Saved data entries
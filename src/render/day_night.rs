//! Sun orbit and day/dusk sky blend.
//!
//! Every frame the sun phase is derived from elapsed time, the sun is placed on
//! a clamped circular orbit, and its height picks a blend between the dusk and
//! day sky colors. The blend is written to both the clear color and the fog so
//! the horizon never shows a seam.

use bevy::{
    pbr::{CascadeShadowConfigBuilder, DirectionalLightShadowMap, DistanceFog, FogFalloff},
    prelude::*,
};

use crate::tunables::TunableParams;

pub struct DayNightPlugin;

impl Plugin for DayNightPlugin {
    fn build(&self, app: &mut App) {
        app.init_resource::<DayNightConfig>()
            .init_resource::<SkyState>()
            .insert_resource(DirectionalLightShadowMap { size: 2048 })
            .insert_resource(ClearColor(DayNightConfig::default().sky_day))
            .add_systems(Startup, setup_lighting)
            .add_systems(
                Update,
                (advance_sky, update_sun_position, update_sky_color).chain(),
            )
            .add_systems(
                Update,
                (apply_sun_intensity, apply_fog_density)
                    .run_if(resource_changed::<TunableParams>),
            );
    }
}

/// Fixed constants of the cycle.
#[derive(Resource, Clone, Debug)]
pub struct DayNightConfig {
    /// Radius of the sun's orbit around the origin.
    pub orbit_radius: f32,
    /// The sun's Y coordinate never drops below this.
    pub min_sun_height: f32,
    /// Radians of phase per second at `sun_speed == 1`.
    pub time_scale: f32,

    pub sky_day: Color,
    pub sky_dusk: Color,

    pub sun_color: Color,
    /// Illuminance in lux per tunable intensity unit.
    pub sun_lux_per_unit: f32,

    // Hemisphere-style fill light
    pub ambient_color: Color,
    pub ambient_intensity: f32,
    pub ambient_brightness_per_unit: f32,
}

impl Default for DayNightConfig {
    fn default() -> Self {
        Self {
            orbit_radius: 60.0,
            min_sun_height: 10.0,
            time_scale: 0.1,

            sky_day: Color::srgb_u8(0x87, 0xce, 0xeb),
            sky_dusk: Color::srgb_u8(0x2b, 0x2d, 0x42),

            sun_color: Color::srgb_u8(0xff, 0xf1, 0xc4),
            sun_lux_per_unit: 10_000.0,

            ambient_color: Color::srgb_u8(0xbf, 0xef, 0xff),
            ambient_intensity: 0.45,
            ambient_brightness_per_unit: 600.0,
        }
    }
}

/// Sun phase in radians. Grows without bound; it is never wrapped.
pub fn sun_phase(elapsed_secs: f32, time_scale: f32, sun_speed: f32) -> f32 {
    elapsed_secs * time_scale * sun_speed
}

impl DayNightConfig {
    /// Sun position for a phase. The orbit is circular in X/Z while Y follows
    /// `sin` but is floored at `min_sun_height`, so the sun arcs without setting.
    pub fn sun_position(&self, phase: f32) -> Vec3 {
        let r = self.orbit_radius;
        Vec3::new(
            phase.cos() * r,
            (phase.sin() * r).max(self.min_sun_height),
            phase.sin() * r,
        )
    }

    /// Map the sun height range `[min_sun_height, orbit_radius]` onto `[0, 1]`.
    pub fn day_fraction(&self, sun_height: f32) -> f32 {
        let span = self.orbit_radius - self.min_sun_height;
        if span <= 0.0 {
            return if sun_height >= self.min_sun_height { 1.0 } else { 0.0 };
        }
        ((sun_height - self.min_sun_height) / span).clamp(0.0, 1.0)
    }

    /// Blend dusk → day by `fraction` in linear space.
    pub fn sky_color(&self, fraction: f32) -> Color {
        lerp_color(self.sky_dusk, self.sky_day, fraction)
    }

    /// Everything the frame needs from the cycle at `elapsed_secs`.
    pub fn tick(&self, elapsed_secs: f32, sun_speed: f32) -> SkyState {
        let phase = sun_phase(elapsed_secs, self.time_scale, sun_speed);
        let sun_position = self.sun_position(phase);
        let day_fraction = self.day_fraction(sun_position.y);
        SkyState {
            phase,
            sun_position,
            day_fraction,
            sky_color: self.sky_color(day_fraction),
        }
    }
}

/// Per-frame result of the cycle. Overwritten every tick.
#[derive(Resource, Clone, Copy, Debug, PartialEq)]
pub struct SkyState {
    pub phase: f32,
    pub sun_position: Vec3,
    /// 0.0 = dusk sky, 1.0 = day sky.
    pub day_fraction: f32,
    pub sky_color: Color,
}

impl Default for SkyState {
    fn default() -> Self {
        DayNightConfig::default().tick(0.0, TunableParams::default().sun_speed)
    }
}

#[derive(Component)]
pub struct Sun;

fn setup_lighting(
    mut commands: Commands,
    config: Res<DayNightConfig>,
    params: Res<TunableParams>,
    sky: Res<SkyState>,
) {
    commands.insert_resource(AmbientLight {
        color: config.ambient_color,
        brightness: config.ambient_intensity * config.ambient_brightness_per_unit,
    });

    commands.spawn((
        DirectionalLight {
            color: config.sun_color,
            illuminance: params.sun_intensity * config.sun_lux_per_unit,
            shadows_enabled: true,
            ..default()
        },
        Transform::from_translation(sky.sun_position).looking_at(Vec3::ZERO, Vec3::Y),
        // The whole campus fits inside ~100 units
        CascadeShadowConfigBuilder {
            num_cascades: 2,
            minimum_distance: 0.1,
            maximum_distance: 200.0,
            first_cascade_far_bound: 60.0,
            overlap_proportion: 0.2,
        }
        .build(),
        Sun,
    ));

    info!(
        "Sun orbit r={} floor={} (sky {:?} -> {:?})",
        config.orbit_radius, config.min_sun_height, config.sky_dusk, config.sky_day
    );
}

/// Driven by wall-clock time, not the per-frame clamped virtual clock.
fn advance_sky(
    time: Res<Time<Real>>,
    params: Res<TunableParams>,
    config: Res<DayNightConfig>,
    mut sky: ResMut<SkyState>,
) {
    *sky = config.tick(time.elapsed_secs(), params.sun_speed);
}

fn update_sun_position(sky: Res<SkyState>, mut sun_query: Query<&mut Transform, With<Sun>>) {
    for mut transform in &mut sun_query {
        *transform =
            Transform::from_translation(sky.sun_position).looking_at(Vec3::ZERO, Vec3::Y);
    }
}

/// Background and fog always receive the same color.
fn update_sky_color(
    sky: Res<SkyState>,
    mut clear_color: ResMut<ClearColor>,
    mut fog_query: Query<&mut DistanceFog>,
) {
    clear_color.0 = sky.sky_color;
    for mut fog in &mut fog_query {
        fog.color = sky.sky_color;
    }
}

fn apply_sun_intensity(
    params: Res<TunableParams>,
    config: Res<DayNightConfig>,
    mut sun_query: Query<&mut DirectionalLight, With<Sun>>,
) {
    for mut light in &mut sun_query {
        light.illuminance = params.sun_intensity * config.sun_lux_per_unit;
    }
}

fn apply_fog_density(params: Res<TunableParams>, mut fog_query: Query<&mut DistanceFog>) {
    for mut fog in &mut fog_query {
        fog.falloff = FogFalloff::ExponentialSquared {
            density: params.fog_density,
        };
    }
}

fn lerp_color(a: Color, b: Color, t: f32) -> Color {
    let a_linear = a.to_linear();
    let b_linear = b.to_linear();
    let s = 1.0 - t;

    Color::linear_rgb(
        a_linear.red * s + b_linear.red * t,
        a_linear.green * s + b_linear.green * t,
        a_linear.blue * s + b_linear.blue * t,
    )
}

#[cfg(test)]
mod tests {
    use super::*;
    use bevy::time::{TimePlugin, TimeUpdateStrategy};
    use std::time::Duration;

    fn sky_test_app() -> App {
        let mut app = App::new();
        app.init_resource::<TunableParams>()
            .init_resource::<DayNightConfig>()
            .init_resource::<SkyState>()
            .insert_resource(ClearColor(Color::BLACK))
            .insert_resource(Time::<Real>::default())
            .add_systems(
                Update,
                (advance_sky, update_sun_position, update_sky_color).chain(),
            )
            .add_systems(
                Update,
                (apply_sun_intensity, apply_fog_density)
                    .run_if(resource_changed::<TunableParams>),
            );
        app
    }

    #[test]
    fn test_phase_strictly_increases_for_positive_speed() {
        for speed in [0.1, 1.0, 5.0] {
            let mut prev = sun_phase(0.0, 0.1, speed);
            for step in 1..1000 {
                let t = sun_phase(step as f32 * 0.25, 0.1, speed);
                assert!(t > prev, "phase did not increase at step {} (speed {})", step, speed);
                prev = t;
            }
        }
    }

    #[test]
    fn test_sun_never_drops_below_floor() {
        let config = DayNightConfig::default();
        for i in 0..2000 {
            let phase = i as f32 * 0.01 - 5.0;
            let pos = config.sun_position(phase);
            assert!(pos.y >= config.min_sun_height, "sun at {:?} for phase {}", pos, phase);
        }
    }

    #[test]
    fn test_day_fraction_bounds() {
        let config = DayNightConfig::default();
        assert_eq!(config.day_fraction(10.0), 0.0);
        assert_eq!(config.day_fraction(60.0), 1.0);
        assert_eq!(config.day_fraction(35.0), 0.5);
        assert_eq!(config.day_fraction(-40.0), 0.0);
        assert_eq!(config.day_fraction(1000.0), 1.0);

        for i in 0..=100 {
            let f = config.day_fraction(10.0 + i as f32 * 0.5);
            assert!((0.0..=1.0).contains(&f));
        }
    }

    #[test]
    fn test_sky_color_endpoints_are_exact() {
        let config = DayNightConfig::default();
        assert_eq!(config.sky_color(0.0).to_linear(), config.sky_dusk.to_linear());
        assert_eq!(config.sky_color(1.0).to_linear(), config.sky_day.to_linear());
    }

    #[test]
    fn test_sky_color_is_monotonic_per_channel() {
        let config = DayNightConfig::default();
        let dusk = config.sky_dusk.to_linear();
        let day = config.sky_day.to_linear();

        let mut prev = config.sky_color(0.0).to_linear();
        for i in 1..=20 {
            let c = config.sky_color(i as f32 / 20.0).to_linear();
            for (p, n, a, b) in [
                (prev.red, c.red, dusk.red, day.red),
                (prev.green, c.green, dusk.green, day.green),
                (prev.blue, c.blue, dusk.blue, day.blue),
            ] {
                if b >= a {
                    assert!(n >= p);
                } else {
                    assert!(n <= p);
                }
            }
            prev = c;
        }
    }

    #[test]
    fn test_cycle_start_is_dusk() {
        let config = DayNightConfig::default();
        let sky = config.tick(0.0, 1.0);

        assert_eq!(sky.phase, 0.0);
        assert_eq!(sky.sun_position, Vec3::new(60.0, 10.0, 0.0));
        assert_eq!(sky.day_fraction, 0.0);
        assert_eq!(sky.sky_color.to_linear(), config.sky_dusk.to_linear());
    }

    #[test]
    fn test_quarter_orbit_is_full_day() {
        let config = DayNightConfig::default();
        // phase = pi/2 puts the sun at the top of its orbit
        let elapsed = std::f32::consts::FRAC_PI_2 / config.time_scale;
        let sky = config.tick(elapsed, 1.0);

        assert!((sky.sun_position.y - 60.0).abs() < 1e-3);
        assert!(sky.day_fraction > 0.999);
    }

    #[test]
    fn test_fog_matches_background_after_update() {
        let mut app = sky_test_app();
        let fog = app.world_mut().spawn(DistanceFog::default()).id();

        for secs in [0.0, 3.0, 9.0, 14.0, 40.0] {
            app.world_mut()
                .resource_mut::<Time<Real>>()
                .advance_to(Duration::from_secs_f32(secs));
            app.update();

            let background = app.world().resource::<ClearColor>().0;
            let fog_color = app.world().get::<DistanceFog>(fog).map(|f| f.color);
            assert_eq!(fog_color, Some(background));
            assert_eq!(background, app.world().resource::<SkyState>().sky_color);
        }
    }

    #[test]
    fn test_phase_keeps_wall_clock_across_long_frames() {
        let mut app = App::new();
        app.add_plugins(TimePlugin)
            .insert_resource(TimeUpdateStrategy::ManualDuration(Duration::from_secs(5)))
            .init_resource::<TunableParams>()
            .init_resource::<DayNightConfig>()
            .init_resource::<SkyState>()
            .add_systems(Update, advance_sky);

        for _ in 0..4 {
            app.update();
        }

        let real = app.world().resource::<Time<Real>>().elapsed_secs();
        let virtual_elapsed = app.world().resource::<Time<Virtual>>().elapsed_secs();
        assert!(real >= 10.0);
        // Each 5 s frame is clamped on the virtual clock
        assert!(virtual_elapsed < real);

        let phase = app.world().resource::<SkyState>().phase;
        let expected = real * DayNightConfig::default().time_scale;
        assert!((phase - expected).abs() < 1e-4, "phase {} vs {}", phase, expected);
    }

    #[test]
    fn test_sun_follows_orbit() {
        let mut app = sky_test_app();
        let sun = app
            .world_mut()
            .spawn((DirectionalLight::default(), Transform::default(), Sun))
            .id();

        app.world_mut()
            .resource_mut::<Time<Real>>()
            .advance_to(Duration::from_secs(10));
        app.update();

        let expected = DayNightConfig::default().sun_position(1.0);
        let actual = app.world().get::<Transform>(sun).map(|t| t.translation);
        let actual = actual.unwrap_or(Vec3::NAN);
        assert!((actual - expected).length() < 1e-3);
    }

    #[test]
    fn test_tunables_reach_sun_and_fog() {
        let mut app = sky_test_app();
        let sun = app
            .world_mut()
            .spawn((DirectionalLight::default(), Transform::default(), Sun))
            .id();
        let fog = app.world_mut().spawn(DistanceFog::default()).id();

        app.world_mut().resource_mut::<TunableParams>().sun_intensity = 0.5;
        app.world_mut().resource_mut::<TunableParams>().fog_density = 0.004;
        app.update();

        let lux = app.world().get::<DirectionalLight>(sun).map(|l| l.illuminance);
        assert_eq!(lux, Some(0.5 * DayNightConfig::default().sun_lux_per_unit));

        match app.world().get::<DistanceFog>(fog).map(|f| f.falloff.clone()) {
            Some(FogFalloff::ExponentialSquared { density }) => assert_eq!(density, 0.004),
            other => panic!("unexpected fog falloff {:?}", other),
        }
    }
}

■ **Work required**:
Show the lines of the entries that include the string "TimeUpdateStrategy", copying each in full.

■ **Reply to the exercise**:
    use bevy::time::{TimePlugin, TimeUpdateStrategy};
            .insert_resource(TimeUpdateStrategy::ManualDuration(Duration::from_secs(5)))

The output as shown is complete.